What is being talked about is patching an open source library into the
SWORD library to support yet another document format on disk.  Is
there a copyright issue with that? So long as the software licenses of
SWORD and the other library allow linking them together, which they
do, since both libraries are GPL, there is no copyright issue from the
development perspective.

Copyright of the text? Just like people downloading modules from
locales where it is illegal, that is an issue the user must work out.
They are responsible to be sure they do not illegally acquire a copy
of the text or use texts which have copyright specifications stating
they are only allowed to be accessed through e-Sword.  This is not
something the SWORD Project is responsible to police for its users.

> * EULA violations;

Again - the SWORD Project is not an End User of e-Sword.
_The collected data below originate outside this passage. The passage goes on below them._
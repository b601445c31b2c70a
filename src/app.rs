//! F&I trainer window: egui/eframe application.
//!
//! # Architecture
//!
//! [`TrainerApp`] is the top-level [`eframe::App`].  It owns the
//! [`SettingsStore`] and [`TokenStore`] and two channel endpoints:
//!
//! * `command_tx`: sends [`SessionCommand`] to the session worker.
//! * `result_rx`: receives [`SessionResult`] from the worker.
//!
//! # Screens
//!
//! | Screen     | Content |
//! |------------|---------|
//! | `Session`  | Trainer name, "Start training", session status / join URL |
//! | `Settings` | Fixed trainer info, language, interrupt sensitivity, persona, replica, API token |

use std::time::Duration;

use eframe::egui;
use tokio::sync::mpsc;

use crate::config::training::label_for;
use crate::config::{
    complete_settings, AppConfig, CompleteSettings, FixedConfig, Settings, SettingsStore,
    TokenStore, INTERRUPT_SENSITIVITIES, LANGUAGES,
};
use crate::session::{SessionCommand, SessionResult, SessionState};

const ACCENT: egui::Color32 = egui::Color32::from_rgb(68, 136, 255);
const DIM: egui::Color32 = egui::Color32::from_rgb(150, 150, 150);
const OK_GREEN: egui::Color32 = egui::Color32::from_rgb(80, 200, 120);
const WARN_ORANGE: egui::Color32 = egui::Color32::from_rgb(255, 136, 68);

/// Which screen is showing.
#[derive(Debug, Clone, Copy, PartialEq, Eq)]
pub enum Screen {
    Session,
    Settings,
}

// ---------------------------------------------------------------------------
// TrainerApp
// ---------------------------------------------------------------------------

/// eframe application: settings panel plus session launcher.
pub struct TrainerApp {
    // ── Screen / session state ───────────────────────────────────────────
    pub screen: Screen,
    pub session: SessionState,

    // ── Settings ─────────────────────────────────────────────────────────
    /// The single current settings value.
    store: SettingsStore,
    /// Working copy bound to the settings form widgets.
    draft: Settings,
    tokens: TokenStore,
    token_draft: String,
    /// Set once the user has saved the settings during this run.
    pub settings_saved: bool,
    /// Message from the last save attempt, if it failed.
    save_error: Option<String>,

    // ── Channels ─────────────────────────────────────────────────────────
    command_tx: mpsc::Sender<SessionCommand>,
    result_rx: mpsc::Receiver<SessionResult>,

    spinner_phase: f32,
    fixed: FixedConfig,
    /// Application configuration (read-only after startup).
    pub config: AppConfig,
}

impl TrainerApp {
    /// Create a new [`TrainerApp`].
    ///
    /// Starts on the settings screen when no API token is configured.
    pub fn new(
        store: SettingsStore,
        tokens: TokenStore,
        command_tx: mpsc::Sender<SessionCommand>,
        result_rx: mpsc::Receiver<SessionResult>,
        config: AppConfig,
    ) -> Self {
        let screen = if tokens.is_set() {
            Screen::Session
        } else {
            Screen::Settings
        };
        Self {
            screen,
            session: SessionState::Idle,
            draft: store.get(),
            token_draft: tokens.token().to_string(),
            store,
            tokens,
            settings_saved: false,
            save_error: None,
            command_tx,
            result_rx,
            spinner_phase: 0.0,
            fixed: FixedConfig::TRAINING,
            config,
        }
    }

    /// The store's current settings.
    pub fn settings(&self) -> &Settings {
        self.store.current()
    }

    /// The form's settings merged with the fixed trainer definition.
    pub fn complete_settings(&self) -> CompleteSettings {
        complete_settings(&self.draft)
    }

    // ── Actions ──────────────────────────────────────────────────────────

    /// Replace the current settings, as a form edit does.
    pub fn edit_settings(&mut self, settings: Settings) {
        self.draft = settings;
        self.sync_draft();
    }

    /// Push form edits into the store (full replacement).
    fn sync_draft(&mut self) {
        if self.draft != *self.store.current() {
            self.store.set(self.draft.clone());
        }
    }

    /// Ask the worker for a new conversation using a snapshot of the current
    /// settings.  Returns `false` when nothing was sent.
    pub fn start_session(&mut self) -> bool {
        if !self.tokens.is_set() {
            self.session = SessionState::Error("Set your API token in Settings first".into());
            return false;
        }

        let command = SessionCommand::CreateConversation {
            settings: self.store.get(),
            token: self.tokens.token().to_string(),
        };
        match self.command_tx.try_send(command) {
            Ok(()) => {
                self.session = SessionState::Creating;
                true
            }
            Err(e) => {
                log::warn!("Could not reach session worker: {e}");
                self.session = SessionState::Error("Session worker is not running".into());
                false
            }
        }
    }

    /// Persist the settings and the token, then return to the session screen.
    pub fn save_settings(&mut self) {
        self.sync_draft();
        let settings = self.store.get();
        log::debug!("Saving settings: {settings:?}");

        let result = self
            .store
            .save(&settings)
            .and_then(|()| self.tokens.save(&self.token_draft));

        match result {
            Ok(()) => {
                self.store.set(settings);
                self.settings_saved = true;
                self.save_error = None;
                self.close_settings();
            }
            Err(e) => {
                log::error!("Failed to save settings: {e}");
                self.save_error = Some(format!("Could not save settings: {e}"));
            }
        }
    }

    /// Leave the settings screen without saving.  Goes back to the session
    /// screen only when a token is available.
    pub fn close_settings(&mut self) {
        self.screen = if self.tokens.is_set() {
            Screen::Session
        } else {
            Screen::Settings
        };
    }

    /// Drain all pending session results (non-blocking).
    pub fn poll_results(&mut self) {
        while let Ok(result) = self.result_rx.try_recv() {
            self.session = match result {
                SessionResult::Created(conversation) => SessionState::Active(conversation),
                SessionResult::Failed { message } => SessionState::Error(message),
            };
        }
    }

    // ── Screen renderers ─────────────────────────────────────────────────

    fn draw_header(&mut self, ui: &mut egui::Ui) {
        ui.horizontal(|ui| {
            let title = match self.screen {
                Screen::Session => "F&I Training",
                Screen::Settings => "F&I Training Settings",
            };
            ui.heading(title);
            ui.with_layout(egui::Layout::right_to_left(egui::Align::Center), |ui| {
                match self.screen {
                    Screen::Session => {
                        if ui.button("Settings").clicked() {
                            self.screen = Screen::Settings;
                        }
                    }
                    Screen::Settings => {
                        if ui.button("x").clicked() {
                            self.close_settings();
                        }
                    }
                }
            });
        });
    }

    fn draw_session(&mut self, ui: &mut egui::Ui, ctx: &egui::Context) {
        ui.label(egui::RichText::new(self.fixed.name).color(ACCENT).size(16.0));
        ui.label(
            egui::RichText::new(format!(
                "Language: {}   Interrupt sensitivity: {}",
                label_for(LANGUAGES, &self.settings().language),
                label_for(INTERRUPT_SENSITIVITIES, &self.settings().interrupt_sensitivity),
            ))
            .color(DIM)
            .size(12.0),
        );
        if !self.tokens.is_set() {
            ui.label(egui::RichText::new("No API token configured").color(WARN_ORANGE));
        }
        ui.add_space(12.0);

        let busy = self.session.is_busy();
        if ui
            .add_enabled(!busy, egui::Button::new("Start training"))
            .clicked()
        {
            self.start_session();
        }
        ui.add_space(8.0);

        match self.session.clone() {
            SessionState::Idle => {
                ui.label(egui::RichText::new(self.session.label()).color(DIM));
            }
            SessionState::Creating => {
                ui.label(
                    egui::RichText::new(format!("{} {}", self.spinner_char(), self.session.label()))
                        .color(ACCENT),
                );
            }
            SessionState::Active(conversation) => {
                ui.label(egui::RichText::new(self.session.label()).color(OK_GREEN));
                if let Some(url) = conversation.conversation_url.as_deref() {
                    ui.hyperlink(url);
                    if ui.button("Copy link").clicked() {
                        ctx.copy_text(url.to_string());
                    }
                }
                if let Some(id) = conversation.conversation_id.as_deref() {
                    ui.label(egui::RichText::new(format!("Conversation {id}")).color(DIM).size(11.0));
                }
                if ui.button("Done").clicked() {
                    self.session = SessionState::Idle;
                }
            }
            SessionState::Error(message) => {
                ui.label(egui::RichText::new(message).color(WARN_ORANGE));
                if ui.button("Dismiss").clicked() {
                    self.session = SessionState::Idle;
                }
            }
        }
    }

    fn draw_settings(&mut self, ui: &mut egui::Ui) {
        egui::ScrollArea::vertical().show(ui, |ui| {
            ui.label(egui::RichText::new("Training Configuration").strong());
            info_box(ui, "Trainer Name", self.fixed.name);
            info_box(ui, "Opening Greeting", &format!("\"{}\"", self.fixed.greeting));
            ui.group(|ui| {
                ui.label(egui::RichText::new("Training Context").strong());
                egui::ScrollArea::vertical()
                    .id_salt("training_context")
                    .max_height(120.0)
                    .show(ui, |ui| {
                        ui.label(egui::RichText::new(self.fixed.context).monospace().size(11.0));
                    });
            });
            ui.label(
                egui::RichText::new(
                    "These settings are pre-configured for the F&I training program and cannot be modified.",
                )
                .italics()
                .color(DIM)
                .size(11.0),
            );

            ui.separator();
            ui.label(egui::RichText::new("Customizable Settings").strong());

            ui.label("Language");
            egui::ComboBox::from_id_salt("language")
                .selected_text(label_for(LANGUAGES, &self.draft.language))
                .show_ui(ui, |ui| {
                    for (label, code) in LANGUAGES {
                        ui.selectable_value(&mut self.draft.language, code.to_string(), *label);
                    }
                });
            hint(ui, "The AI will listen and respond in this language.");

            ui.label("Interrupt Sensitivity");
            egui::ComboBox::from_id_salt("interrupt_sensitivity")
                .selected_text(label_for(
                    INTERRUPT_SENSITIVITIES,
                    &self.draft.interrupt_sensitivity,
                ))
                .show_ui(ui, |ui| {
                    for (label, value) in INTERRUPT_SENSITIVITIES {
                        ui.selectable_value(
                            &mut self.draft.interrupt_sensitivity,
                            value.to_string(),
                            *label,
                        );
                    }
                });
            hint(ui, "How readily the trainer stops talking when you speak.");
            let stt = self.complete_settings().layers.stt;
            info_box(
                ui,
                "Speech Recognition",
                &format!(
                    "{} · interrupt {} · pause {}",
                    stt.stt_engine,
                    stt.participant_interrupt_sensitivity,
                    stt.participant_pause_sensitivity
                ),
            );

            ui.label("Persona ID");
            ui.add(egui::TextEdit::singleline(&mut self.draft.persona).hint_text("p27be05d9881"));
            hint(ui, "Leave empty to use a replica with the built-in greeting.");

            ui.label("Replica ID");
            ui.add(egui::TextEdit::singleline(&mut self.draft.replica).hint_text("rb17cf590e15"));

            ui.label("API Token");
            ui.add(
                egui::TextEdit::singleline(&mut self.token_draft)
                    .password(true)
                    .hint_text("Your API key"),
            );

            ui.add_space(8.0);
            if let Some(err) = &self.save_error {
                ui.label(egui::RichText::new(err.as_str()).color(WARN_ORANGE));
            }
            if self.settings_saved {
                ui.label(egui::RichText::new("Settings saved").color(OK_GREEN).size(11.0));
            }
            if ui.button("Save Changes").clicked() {
                self.save_settings();
            }
        });
        self.sync_draft();
    }

    // ── Helpers ───────────────────────────────────────────────────────────

    fn spinner_char(&self) -> char {
        let chars = ['|', '/', '-', '\\'];
        let idx = (self.spinner_phase as usize) % chars.len();
        chars[idx]
    }
}

fn info_box(ui: &mut egui::Ui, title: &str, content: &str) {
    ui.group(|ui| {
        ui.label(egui::RichText::new(title).strong());
        ui.label(egui::RichText::new(content).color(DIM).size(12.0));
    });
}

fn hint(ui: &mut egui::Ui, text: &str) {
    ui.label(egui::RichText::new(text).color(DIM).size(11.0));
    ui.add_space(6.0);
}

// ---------------------------------------------------------------------------
// eframe::App impl
// ---------------------------------------------------------------------------

impl eframe::App for TrainerApp {
    fn update(&mut self, ctx: &egui::Context, _frame: &mut eframe::Frame) {
        self.poll_results();

        if self.session.is_busy() {
            self.spinner_phase = (self.spinner_phase + 0.08) % 4.0;
            ctx.request_repaint_after(Duration::from_millis(66));
        }

        egui::CentralPanel::default().show(ctx, |ui| {
            self.draw_header(ui);
            ui.separator();
            match self.screen {
                Screen::Session => self.draw_session(ui, ctx),
                Screen::Settings => self.draw_settings(ui),
            }
        });
    }

    fn on_exit(&mut self, _gl: Option<&eframe::glow::Context>) {
        log::info!("F&I trainer closing");
    }
}

// ---------------------------------------------------------------------------
// Tests
// ---------------------------------------------------------------------------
Therefore,
the EULA of e-Sword does not apply to the SWORD Project.  All that is
being talked about is linking in libmdb to SWORD and telling it where
to look for modules which might be from e-Sword.  This is no different
from another open source project pointing to where files stored from
one program are located -- it might be a violation in some or all
cases for the end user of e-Sword to access those modules with another
program, but that is the End User's responsibility to know.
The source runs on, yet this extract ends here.